[GIVEN RECORDS — start]

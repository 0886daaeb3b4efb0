//! The public minifier: protection passes, chunked rewriting, restoration.
//!
//! A run works in three phases. First the fragile content is swapped for
//! placeholder tokens: data URLs, comment spans, IE Matrix filter arguments,
//! string literals and nested at-rule blocks. Then the tokenized text is cut
//! into rule-aligned chunks and each chunk goes through the rewrite pipeline.
//! Finally the chunks are joined, the first `@charset` is hoisted, preserved
//! tokens come back in registration order and optional line breaks are
//! inserted.

use once_cell::sync::Lazy;
use regex::Regex;

use crate::chunker::{self, MIN_CHUNK_LENGTH};
use crate::error::MinifyError;
use crate::pipeline::{self, CompiledPatterns, OPACITY_FILTER};
use crate::tokens::{TokenStore, COMMENT_TOKEN, NL};
use crate::utils;

/// Default target chunk size in bytes.
pub const DEFAULT_CHUNK_LENGTH: usize = 5000;

/// Default per-match backtracking ceiling for the pattern engine.
pub const DEFAULT_BACKTRACK_LIMIT: usize = 1_000_000;

static DATA_URL_START: Lazy<Regex> =
  Lazy::new(|| Regex::new(r#"(?i)url\(\s*(["']?)data:"#).expect("data url pattern"));
static BASE64_MARKER: Lazy<Regex> =
  Lazy::new(|| Regex::new(r"(?i)base64,").expect("base64 marker pattern"));
static MATRIX_FILTER: Lazy<Regex> = Lazy::new(|| {
  Regex::new(r"(?s)filter:\s*progid:DXImageTransform\.Microsoft\.Matrix\(([^)]+)\)")
    .expect("matrix filter pattern")
});
static ATTR_SELECTOR: Lazy<Regex> = Lazy::new(|| {
  Regex::new(r#"(?i)\[\s*([a-z][a-z-]+)\s*([*|^$~]?=)\s*['"](-?[a-z_][a-z0-9_-]+)['"]\s*\]"#)
    .expect("attribute selector pattern")
});
static STRING_LITERAL: Lazy<Regex> = Lazy::new(|| {
  Regex::new(r#""(?:[^\\"]|\\.|\\)*"|'(?:[^\\']|\\.|\\)*'"#).expect("string literal pattern")
});
static AT_RULE_BLOCK: Lazy<Regex> = Lazy::new(|| {
  Regex::new(
    r"(?is)@(?:document|(?:-(?:atsc|khtml|moz|ms|o|wap|webkit)-)?keyframes|media|supports).+?\}\s*\}",
  )
  .expect("at-rule block pattern")
});
static CHARSET: Lazy<Regex> =
  Lazy::new(|| Regex::new(r"(?i)(@charset)( [^;]+;)").expect("charset pattern"));

/// Tuning knobs for a [`Minifier`].
#[derive(Debug, Clone)]
pub struct MinifierOptions {
  chunk_length: usize,
  linebreak_position: usize,
  backtrack_limit: usize,
  pattern_size_limit: i64,
}

impl Default for MinifierOptions {
  fn default() -> Self {
    MinifierOptions {
      chunk_length: DEFAULT_CHUNK_LENGTH,
      linebreak_position: 0,
      backtrack_limit: DEFAULT_BACKTRACK_LIMIT,
      pattern_size_limit: -1,
    }
  }
}

impl MinifierOptions {
  pub fn new() -> Self {
    Self::default()
  }

  /// Target chunk size in bytes. Values below the minimum are rounded up;
  /// chunks this small buy nothing and multiply per-chunk overhead.
  pub fn chunk_length(mut self, length: usize) -> Self {
    self.chunk_length = length.max(MIN_CHUNK_LENGTH);
    self
  }

  /// Column after which a line break is inserted following the next `}`.
  /// Zero (the default) disables wrapping.
  pub fn linebreak_position(mut self, column: usize) -> Self {
    self.linebreak_position = column;
    self
  }

  /// Per-match backtracking ceiling for the pattern engine.
  pub fn backtrack_limit(mut self, limit: usize) -> Self {
    self.backtrack_limit = limit;
    self
  }

  /// Compiled-pattern size ceiling, as a human-readable value ("128M",
  /// "64k", a plain byte count). Negative means unbounded.
  pub fn pattern_size_limit(mut self, limit: &str) -> Self {
    self.pattern_size_limit = utils::normalize_size_limit(limit);
    self
  }
}

/// A reusable CSS minifier. Compiling one is cheap but not free (the
/// backreference patterns are built against the configured ceilings), so
/// callers minifying many stylesheets should hold on to it. Runs share no
/// state; `minify` takes `&self`.
pub struct Minifier {
  options: MinifierOptions,
  patterns: CompiledPatterns,
}

impl Minifier {
  pub fn new() -> Result<Self, MinifyError> {
    Self::with_options(MinifierOptions::default())
  }

  pub fn with_options(options: MinifierOptions) -> Result<Self, MinifyError> {
    let patterns = CompiledPatterns::compile(options.backtrack_limit, options.pattern_size_limit)?;
    Ok(Minifier { options, patterns })
  }

  /// Minifies a stylesheet.
  pub fn minify(&self, css: &str) -> Result<String, MinifyError> {
    if css.is_empty() {
      return Ok(String::new());
    }

    let mut tokens = TokenStore::new();

    let css = extract_data_urls(css, &mut tokens);

    // Every comment span becomes a held token; the keep/drop decision waits
    // until strings are protected, because a comment-looking substring
    // inside a string is not a comment.
    let css = utils::replace_all(&self.patterns.comments, &css, |caps| {
      let content = caps.get(1).map(|m| m.as_str()).unwrap_or("");
      format!("/*{}*/", tokens.hold_comment(content))
    })?;

    // IE7 Matrix filter arguments are whitespace- and case-sensitive and can
    // contain strings of their own.
    let css = MATRIX_FILTER
      .replace_all(&css, |caps: &regex::Captures<'_>| {
        format!(
          "filter:progid:DXImageTransform.Microsoft.Matrix({})",
          tokens.preserve(&caps[1])
        )
      })
      .into_owned();

    // Unquote attribute selectors whose value is a plain identifier. Runs
    // before string protection on purpose: a quoted attribute selector being
    // a substring of a string literal is vanishingly unlikely.
    let css = ATTR_SELECTOR
      .replace_all(&css, "[${1}${2}${3}]")
      .into_owned();

    let css = extract_strings(&css, &mut tokens);
    let css = resolve_comments(css, &mut tokens);

    // Capture nested at-rule blocks whole so chunking cannot cut inside
    // them; each chunk reinserts the blocks that landed in it.
    let css = AT_RULE_BLOCK
      .replace_all(&css, |caps: &regex::Captures<'_>| {
        tokens.hold_at_rule_block(&caps[0])
      })
      .into_owned();

    let mut charset = String::new();
    let mut pieces = Vec::with_capacity(1);
    for chunk in chunker::split_into_chunks(&css, self.options.chunk_length) {
      let minified = pipeline::compress_chunk(chunk, &self.patterns, &mut tokens)?;

      // The first @charset wins and moves to the top; all others go.
      if charset.is_empty() {
        if let Some(caps) = CHARSET.captures(&minified) {
          charset = format!("{}{}", caps[1].to_lowercase(), &caps[2]);
        }
      }
      pieces.push(CHARSET.replace_all(&minified, "").into_owned());
    }

    let joined = format!("{charset}{}", pieces.concat());
    let mut css = joined.trim().to_string();

    // Restoration order is registration order, one occurrence per token.
    for (id, token) in &tokens.preserved {
      css = utils::replace_first(&css, id, token);
    }

    if self.options.linebreak_position > 0 {
      css = insert_linebreaks(css, self.options.linebreak_position);
    }

    tracing::debug!(output = css.len(), "minified stylesheet");
    Ok(css)
  }
}

/// Swaps the payload of every `url(data:...)` for a token before any pattern
/// runs against it; inline payloads can be hundreds of kilobytes. Base64
/// payloads additionally lose all internal whitespace. Handles `'` and `)`
/// appearing inside non-base64 payloads by honoring the opening quote.
fn extract_data_urls(css: &str, tokens: &mut TokenStore) -> String {
  let mut out = String::with_capacity(css.len());
  let mut copied = 0usize;
  let mut search = 0usize;

  while let Some(caps) = DATA_URL_START.captures_at(css, search) {
    let Some(whole) = caps.get(0) else { break };
    let match_start = whole.start();
    let data_start = match_start + "url(".len();
    search = whole.end();
    let quote = caps.get(1).map(|m| m.as_str()).unwrap_or("");

    out.push_str(&css[copied..match_start]);

    match find_data_url_paren(css, search, quote.as_bytes().first().copied()) {
      Some(paren) => {
        let payload = css[data_start..paren].trim();
        let payload = if BASE64_MARKER.is_match(payload) {
          payload.split_whitespace().collect::<String>()
        } else {
          payload.to_string()
        };
        out.push_str("url(");
        out.push_str(&tokens.preserve(payload));
        out.push(')');
        search = paren + 1;
      }
      None => {
        // Never-terminated data URL: re-emit the opening verbatim and keep
        // scanning after it.
        out.push_str(&css[match_start..search]);
      }
    }
    copied = search;
  }

  out.push_str(&css[copied..]);
  out
}

/// Finds the closing `)` of a data URL payload. Unquoted payloads end at the
/// first unescaped `)`; quoted payloads end at the `)` following the first
/// unescaped closing quote (whitespace in between allowed).
fn find_data_url_paren(css: &str, from: usize, quote: Option<u8>) -> Option<usize> {
  let bytes = css.as_bytes();
  match quote {
    None => {
      let mut i = from;
      while i < bytes.len() {
        if bytes[i] == b')' && (i == 0 || bytes[i - 1] != b'\\') {
          return Some(i);
        }
        i += 1;
      }
      None
    }
    Some(q) => {
      let mut i = from;
      while i < bytes.len() {
        if bytes[i] == q && (i == 0 || bytes[i - 1] != b'\\') {
          let mut j = i + 1;
          while j < bytes.len() && bytes[j].is_ascii_whitespace() {
            j += 1;
          }
          if j < bytes.len() && bytes[j] == b')' {
            return Some(j);
          }
        }
        i += 1;
      }
      None
    }
  }
}

/// Swaps every string literal for a token. Comment ids that ended up inside
/// a string are expanded back to their original text first (the span was
/// never a comment), and the IE alpha filter idiom inside filter strings is
/// shortened on the way in because no later stage will see it.
fn extract_strings(css: &str, tokens: &mut TokenStore) -> String {
  STRING_LITERAL
    .replace_all(css, |caps: &regex::Captures<'_>| {
      let whole = &caps[0];
      let quote = &whole[..1];
      let mut content = whole[1..whole.len() - 1].to_string();
      if content.contains(COMMENT_TOKEN) {
        for (id, comment) in &tokens.comments {
          content = utils::replace_first(&content, id, comment);
        }
      }
      let content = OPACITY_FILTER.replace_all(&content, "alpha(opacity=").into_owned();
      format!("{quote}{}{quote}", tokens.preserve(content))
    })
    .into_owned()
}

/// Decides the fate of every held comment span. `/*!` comments are promoted
/// to preserved tokens and isolated on their own lines when the source had
/// them that way. An empty comment directly after `>` survives (the IE7
/// `html >/**/ body` hack). Everything else is deleted.
fn resolve_comments(css: String, tokens: &mut TokenStore) -> String {
  let ids: Vec<String> = tokens.comments.keys().cloned().collect();
  let mut css = css;
  for id in ids {
    let Some(comment) = tokens.comments.get(&id).cloned() else {
      continue;
    };

    if comment.starts_with('!') {
      let preserved_id = tokens.preserve(comment);
      css = utils::replace_first(&css, &id, &preserved_id);
      css = isolate_preserved_comment_lines(css, &preserved_id);
      continue;
    }

    if comment.is_empty() && css.contains(&format!(">/*{id}")) {
      let preserved_id = tokens.preserve(String::new());
      css = utils::replace_first(&css, &id, &preserved_id);
      continue;
    }

    css = utils::replace_first(&css, &format!("/*{id}*/"), "");
  }
  css
}

/// When a preserved comment was separated from its neighbors by line breaks,
/// replaces those breaks with the line-break marker so they survive
/// whitespace collapsing.
fn isolate_preserved_comment_lines(mut css: String, id: &str) -> String {
  let open = format!("/*{id}");
  if let Some(at) = css.find(&open) {
    let run_start = css[..at].trim_end().len();
    if let Some(first_break) = css[run_start..at].find(['\r', '\n']) {
      css.replace_range(run_start + first_break..at, NL);
    }
  }

  let close = format!("{id}*/");
  if let Some(at) = css.find(&close) {
    let run_start = at + close.len();
    let run_len = css[run_start..].len() - css[run_start..].trim_start().len();
    if let Some(last_break) = css[run_start..run_start + run_len].rfind(['\r', '\n']) {
      css.replace_range(run_start..run_start + last_break + 1, NL);
    }
  }
  css
}

/// Inserts a newline after the first unescaped `}` past each wrap column, for
/// tools that reject very long lines.
fn insert_linebreaks(mut css: String, position: usize) -> String {
  let mut offset = position;
  while offset < css.len() {
    let Some(brace) = next_wrap_point(&css, offset) else {
      break;
    };
    css.insert(brace + 1, '\n');
    offset = brace + 2 + position;
  }
  css
}

/// The next unescaped `}` at or after `from` that is not already followed by
/// a newline.
fn next_wrap_point(css: &str, from: usize) -> Option<usize> {
  let bytes = css.as_bytes();
  let mut i = from;
  while i < bytes.len() {
    if bytes[i] == b'}' && (i == 0 || bytes[i - 1] != b'\\') && bytes.get(i + 1) != Some(&b'\n') {
      return Some(i);
    }
    i += 1;
  }
  None
}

[GIVEN RECORDS — finish]

* _BRIEF_
Scan the records above for the string "struct", then select every line that holds it.

* _THE ANSWER_
pub struct MinifierOptions {
pub struct Minifier {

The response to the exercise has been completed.